Som Saa, Climpson's Arch


To celebrate B's graduation, we strolled from Violet Cakes, across London Fields, to Som Saa in Climpson's Arch. This was the final place on our list of 'places we absolutely have to visit before we leave London for a few years'.

It more than deserves its place on that list, and really should have been top of it, in bold, and double underlined. Som Saa cooked up the best Thai food I've tasted out of Thailand: packed full of flavours that are strong, balanced, and oh so moreish. I could have eaten this meal for weeks in a row and been super happy every single time.


We started with drinks in the early evening sunshine in the yard outside Climpson's Arch, where the Som Saa residency currently sits. A shipping container and open hut sit on one side of you, while trains rattle overhead. We sat mesmerised, watching all of the restaurant's food being cooked and served out of these two constructions. Grilled aubergine flesh, fresh fish, bright vegetables, adorn the front of the 'kitchen', and the summer smell of barbecue is comfortingly strong, as every other item on the menu seems to be cooked over those hot coals or in the burning hot wood-fired oven.


The boys slurped on beers while maman and I sipped on the most exotic and flavoursome cocktails.

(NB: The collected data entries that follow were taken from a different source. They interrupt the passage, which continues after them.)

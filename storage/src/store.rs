use crate::graph::{Graph, GraphError};
use crate::snapshot::{GraphSnapshot, SnapshotError};
use chrono::{DateTime, Utc};
use reelgraph_core::config::SeedConfig;
use reelgraph_core::interaction::{ContentSnapshot, UserInteraction};
use reelgraph_core::model::{
    Edge, EdgeKind, EdgeProperties, Node, NodeKind, NodeProperties,
};
use std::sync::Arc;
use tokio::sync::{RwLock, RwLockReadGuard};
use tracing::{debug, info, warn};
use uuid::Uuid;

/// Lowercase, dash-separated form of a display name used in node ids.
pub fn slug(name: &str) -> String {
    let mut out = String::with_capacity(name.len());
    let mut pending_dash = false;
    for ch in name.trim().chars() {
        if ch.is_alphanumeric() {
            if pending_dash && !out.is_empty() {
                out.push('-');
            }
            pending_dash = false;
            out.extend(ch.to_lowercase());
        } else {
            pending_dash = true;
        }
    }
    out
}

pub fn category_node_id(name: &str) -> String {
    format!("category:{}", slug(name))
}

pub fn topic_node_id(name: &str) -> String {
    format!("topic:{}", slug(name))
}

pub fn creator_node_id(handle: &str) -> String {
    format!("creator:{}", slug(handle))
}

fn new_edge_id() -> String {
    Uuid::new_v4().to_string()
}

/// Shared handle to the knowledge graph.
///
/// Writers take the write lock for the whole mutation, so readers never see
/// a partially applied interaction. Analyses hold the read lock for their
/// full duration through [`GraphStore::read`].
pub struct GraphStore {
    graph: Arc<RwLock<Graph>>,
    seed: SeedConfig,
}

impl GraphStore {
    /// Empty store with the default seed vocabulary (not yet applied).
    pub fn new() -> Self {
        Self::with_seed(SeedConfig::default())
    }

    pub fn with_seed(seed: SeedConfig) -> Self {
        Self {
            graph: Arc::new(RwLock::new(Graph::new())),
            seed,
        }
    }

    /// Store initialized to the seed vocabulary.
    pub async fn seeded(seed: SeedConfig) -> Self {
        let store = Self::with_seed(seed);
        store.initialize().await;
        store
    }

    /// Clear everything and recreate the seed CATEGORY/TOPIC nodes.
    pub async fn initialize(&self) {
        let mut graph = self.graph.write().await;
        graph.clear();
        let now = Utc::now();

        for name in &self.seed.categories {
            let node = Node::new(category_node_id(name), NodeKind::Category)
                .with_properties(NodeProperties::named(name.clone()))
                .with_created_at(now);
            if let Err(err) = graph.add_node(node) {
                warn!("Skipping seed category {}: {}", name, err);
            }
        }
        for name in &self.seed.topics {
            let node = Node::new(topic_node_id(name), NodeKind::Topic)
                .with_properties(NodeProperties::named(name.clone()))
                .with_created_at(now);
            if let Err(err) = graph.add_node(node) {
                warn!("Skipping seed topic {}: {}", name, err);
            }
        }

        info!(
            "Graph initialized with {} seed nodes",
            graph.node_count()
        );
    }

    /// Consistent read view for traversal and scoring.
    pub async fn read(&self) -> RwLockReadGuard<'_, Graph> {
        self.graph.read().await
    }

    /// Owned copy of the current graph, for work that must not hold the lock.
    pub async fn snapshot_graph(&self) -> Graph {
        self.graph.read().await.clone()
    }

    pub async fn add_node(&self, node: Node) -> Result<Node, GraphError> {
        let mut graph = self.graph.write().await;
        graph.add_node(node).cloned()
    }

    pub async fn update_node(&self, id: &str, patch: NodeProperties) -> Result<Node, GraphError> {
        let mut graph = self.graph.write().await;
        graph.update_node(id, patch).cloned()
    }

    pub async fn add_edge(&self, edge: Edge) -> Result<Edge, GraphError> {
        let mut graph = self.graph.write().await;
        match graph.add_edge(edge) {
            Ok(edge) => Ok(edge.clone()),
            Err(err) => {
                warn!("Rejected edge: {}", err);
                Err(err)
            }
        }
    }

    pub async fn update_edge(
        &self,
        id: &str,
        weight: Option<f64>,
        patch: EdgeProperties,
    ) -> Result<Edge, GraphError> {
        let mut graph = self.graph.write().await;
        graph.update_edge(id, weight, patch).cloned()
    }

    pub async fn get_node(&self, id: &str) -> Option<Node> {
        self.graph.read().await.get_node(id).cloned()
    }

    pub async fn get_edge(&self, id: &str) -> Option<Edge> {
        self.graph.read().await.get_edge(id).cloned()
    }

    pub async fn get_nodes_by_type(&self, kind: NodeKind) -> Vec<Node> {
        let graph = self.graph.read().await;
        graph.get_nodes_by_type(kind).into_iter().cloned().collect()
    }

    pub async fn get_edges_by_type(&self, kind: EdgeKind) -> Vec<Edge> {
        let graph = self.graph.read().await;
        graph.get_edges_by_type(kind).into_iter().cloned().collect()
    }

    pub async fn get_outgoing_edges(&self, node_id: &str) -> Vec<Edge> {
        let graph = self.graph.read().await;
        graph.get_outgoing_edges(node_id).into_iter().cloned().collect()
    }

    pub async fn get_incoming_edges(&self, node_id: &str) -> Vec<Edge> {
        let graph = self.graph.read().await;
        graph.get_incoming_edges(node_id).into_iter().cloned().collect()
    }

    pub async fn get_neighbors(&self, node_id: &str, kind: Option<EdgeKind>) -> Vec<Node> {
        let graph = self.graph.read().await;
        graph.get_neighbors(node_id, kind).into_iter().cloned().collect()
    }

    pub async fn find_paths(&self, source: &str, target: &str, max_depth: usize) -> Vec<Vec<Edge>> {
        let graph = self.graph.read().await;
        graph
            .find_paths(source, target, max_depth)
            .into_iter()
            .map(|path| path.into_iter().cloned().collect())
            .collect()
    }

    pub async fn node_count(&self) -> usize {
        self.graph.read().await.node_count()
    }

    pub async fn edge_count(&self) -> usize {
        self.graph.read().await.edge_count()
    }

    /// Record one user interaction.
    ///
    /// Materializes the USER and VIDEO nodes on first sight (linking a new
    /// video to its category, topics and creator), adds the typed interaction
    /// edge and appends the compact record to the user's history. Validation
    /// happens before any mutation.
    pub async fn process_user_interaction(
        &self,
        user_id: &str,
        interaction: &UserInteraction,
        content: &ContentSnapshot,
    ) -> Result<Edge, GraphError> {
        if user_id.trim().is_empty() {
            return Err(GraphError::InvalidInteraction(
                "user id must not be empty".to_string(),
            ));
        }
        if interaction.video_id.trim().is_empty() {
            return Err(GraphError::InvalidInteraction(
                "video id must not be empty".to_string(),
            ));
        }
        if user_id == interaction.video_id {
            return Err(GraphError::InvalidInteraction(format!(
                "user {} cannot interact with itself",
                user_id
            )));
        }
        if content.id != interaction.video_id {
            return Err(GraphError::InvalidInteraction(format!(
                "content snapshot {} does not match video {}",
                content.id, interaction.video_id
            )));
        }

        let mut graph = self.graph.write().await;
        check_planned_nodes(&graph, &planned_nodes(&graph, user_id, content))?;

        let at = interaction.timestamp;
        if !graph.contains_node(user_id) {
            graph.add_node(Node::new(user_id, NodeKind::User).with_created_at(at))?;
            debug!("Materialized user {}", user_id);
        }
        if !graph.contains_node(&interaction.video_id) {
            materialize_video(&mut graph, content, at)?;
            debug!("Materialized video {}", interaction.video_id);
        }

        let edge = Edge::new(
            new_edge_id(),
            EdgeKind::for_action(interaction.action),
            user_id,
            interaction.video_id.clone(),
            1.0,
        )
        .with_properties(EdgeProperties {
            action: Some(interaction.action),
            duration: interaction.duration,
            timestamp: Some(at),
            metadata: interaction.metadata.clone(),
            ..EdgeProperties::default()
        })
        .with_created_at(at);
        let edge = graph.add_edge(edge)?.clone();

        let user = graph
            .get_node_mut(user_id)
            .ok_or_else(|| GraphError::NodeNotFound(user_id.to_string()))?;
        user.properties.interactions.push(interaction.record());
        user.updated_at = user.updated_at.max(at);

        Ok(edge)
    }

    pub async fn export_graph(&self) -> GraphSnapshot {
        let graph = self.graph.read().await;
        GraphSnapshot::from_graph(&graph)
    }

    /// Replace the whole graph with a snapshot. The current state is kept
    /// when the snapshot is invalid.
    pub async fn import_graph(&self, snapshot: GraphSnapshot) -> Result<(), SnapshotError> {
        let imported = snapshot.into_graph()?;
        let mut graph = self.graph.write().await;
        *graph = imported;
        info!(
            "Imported graph with {} nodes and {} edges",
            graph.node_count(),
            graph.edge_count()
        );
        Ok(())
    }
}

impl Default for GraphStore {
    fn default() -> Self {
        Self::new()
    }
}

/// Every node id an interaction may touch, with the kind it must have.
fn planned_nodes(graph: &Graph, user_id: &str, content: &ContentSnapshot) -> Vec<(String, NodeKind)> {
    let mut planned = vec![
        (user_id.to_string(), NodeKind::User),
        (content.id.clone(), NodeKind::Video),
    ];
    if let Some(creator) = &content.creator {
        planned.push((creator_node_id(creator), NodeKind::Creator));
    }
    if !graph.contains_node(&content.id) {
        if let Some(category) = &content.category {
            planned.push((category_node_id(category), NodeKind::Category));
        }
        for topic in &content.topics {
            planned.push((topic_node_id(topic), NodeKind::Topic));
        }
    }
    planned
}

/// Reject id collisions with existing nodes and among the planned nodes
/// themselves, so a failing interaction mutates nothing.
fn check_planned_nodes(graph: &Graph, planned: &[(String, NodeKind)]) -> Result<(), GraphError> {
    for (i, (id, kind)) in planned.iter().enumerate() {
        ensure_kind(graph, id, *kind)?;
        if let Some((_, other)) = planned[..i]
            .iter()
            .find(|(earlier, other)| earlier == id && other != kind)
        {
            return Err(GraphError::KindConflict {
                id: id.clone(),
                existing: *other,
                requested: *kind,
            });
        }
    }
    Ok(())
}

fn ensure_kind(graph: &Graph, id: &str, kind: NodeKind) -> Result<(), GraphError> {
    match graph.get_node(id) {
        Some(node) if node.kind != kind => Err(GraphError::KindConflict {
            id: id.to_string(),
            existing: node.kind,
            requested: kind,
        }),
        _ => Ok(()),
    }
}

fn materialize_video(
    graph: &mut Graph,
    content: &ContentSnapshot,
    at: DateTime<Utc>,
) -> Result<(), GraphError> {
    let created_at = content.created_at.unwrap_or(at);
    let properties = NodeProperties {
        title: content.title.clone(),
        category: content.category.clone(),
        creator: content.creator.clone(),
        duration: content.duration,
        topics: content.topics.clone(),
        tags: content.tags.clone(),
        ..NodeProperties::default()
    };
    graph.add_node(
        Node::new(content.id.clone(), NodeKind::Video)
            .with_properties(properties)
            .with_created_at(created_at),
    )?;

    if let Some(category) = &content.category {
        let category_id = category_node_id(category);
        link_or_create(graph, &category_id, NodeKind::Category, category, created_at)?;
        graph.add_edge(
            Edge::new(new_edge_id(), EdgeKind::BelongsTo, content.id.clone(), category_id, 1.0)
                .with_created_at(created_at),
        )?;
    }

    for topic in &content.topics {
        let topic_id = topic_node_id(topic);
        link_or_create(graph, &topic_id, NodeKind::Topic, topic, created_at)?;
        graph.add_edge(
            Edge::new(new_edge_id(), EdgeKind::RelatedTo, content.id.clone(), topic_id, 1.0)
                .with_created_at(created_at),
        )?;
    }

    if let Some(creator) = &content.creator {
        let creator_id = creator_node_id(creator);
        link_or_create(graph, &creator_id, NodeKind::Creator, creator, created_at)?;
        graph.add_edge(
            Edge::new(new_edge_id(), EdgeKind::Created, creator_id, content.id.clone(), 1.0)
                .with_created_at(created_at),
        )?;
    }

    Ok(())
}

fn link_or_create(
    graph: &mut Graph,
    id: &str,
    kind: NodeKind,
    name: &str,
    at: DateTime<Utc>,
) -> Result<(), GraphError> {
    if graph.contains_node(id) {
        return Ok(());
    }
    graph.add_node(
        Node::new(id, kind)
            .with_properties(NodeProperties::named(name))
            .with_created_at(at),
    )?;
    Ok(())
}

Rum and lemongrass filled my glass, while maman's tasted of gin and basil, with the funniest looking frogspawn ingredient frozen on to the ice. We are incapable of having a drink without also having something to nibble on in this family, so we ordered a little pot of nuts, which turned out to be the best ever nuts. Coated in kaffir lime, dried chilli and lemongrass, they were spicy and fragrant. We considered sitting outside and just eating more and more nuts and enjoying a couple more cocktails for the rest of the evening, but eventually decided to go and find a table inside instead.

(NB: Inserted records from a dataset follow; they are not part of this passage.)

use serde::{Deserialize, Serialize};

#[derive(Debug, Clone, Copy, PartialEq, Eq, Serialize, Deserialize)]
#[serde(rename_all = "SCREAMING_SNAKE_CASE")]
pub enum ErrorCode {
    InvalidArgument,
    NotFound,
    FailedPrecondition,
    Internal,
}

impl std::fmt::Display for ErrorCode {
    fn fmt(&self, f: &mut std::fmt::Formatter<'_>) -> std::fmt::Result {
        let s = match self {
            ErrorCode::InvalidArgument => "INVALID_ARGUMENT",
            ErrorCode::NotFound => "NOT_FOUND",
            ErrorCode::FailedPrecondition => "FAILED_PRECONDITION",
            ErrorCode::Internal => "INTERNAL",
        };
        write!(f, "{}", s)
    }
}

pub trait ReelgraphError: std::error::Error {
    fn error_code(&self) -> ErrorCode;
}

We ate most of the menu (everything apart from 2 items was the way I ordered) - and every plate was licked clean. Green papaya salad was crunchy, and fresh; aubergine salad with egg, prawn floss, mint and coriander was soft and almost sweet; the chicken legs tasted perfectly of the woody-charcoal smell from outside; and the pork belly curry made me think that perhaps I really had been transported back to Thailand after all.



The most dramatic dish was the much-instagrammed deep fried seabass with Isaan herbs and roasted rice powder. This little fish was served up whole: the crispest, lightest exterior encases light, succulent flesh, which falls away from the bones with just the touch of a fork. We were left with a satisfying fish skeleton on a very empty plate.


A ball of palm sugar ice-cream with turmeric grilled banana and sesame ensured our sweet teeth were satisfied, in a sophisticated, deep and darkly flavoured way, and set us up for a walk along the canal back home. We will have to cross our fingers and hope that Som Saa will still be here when we return in many years.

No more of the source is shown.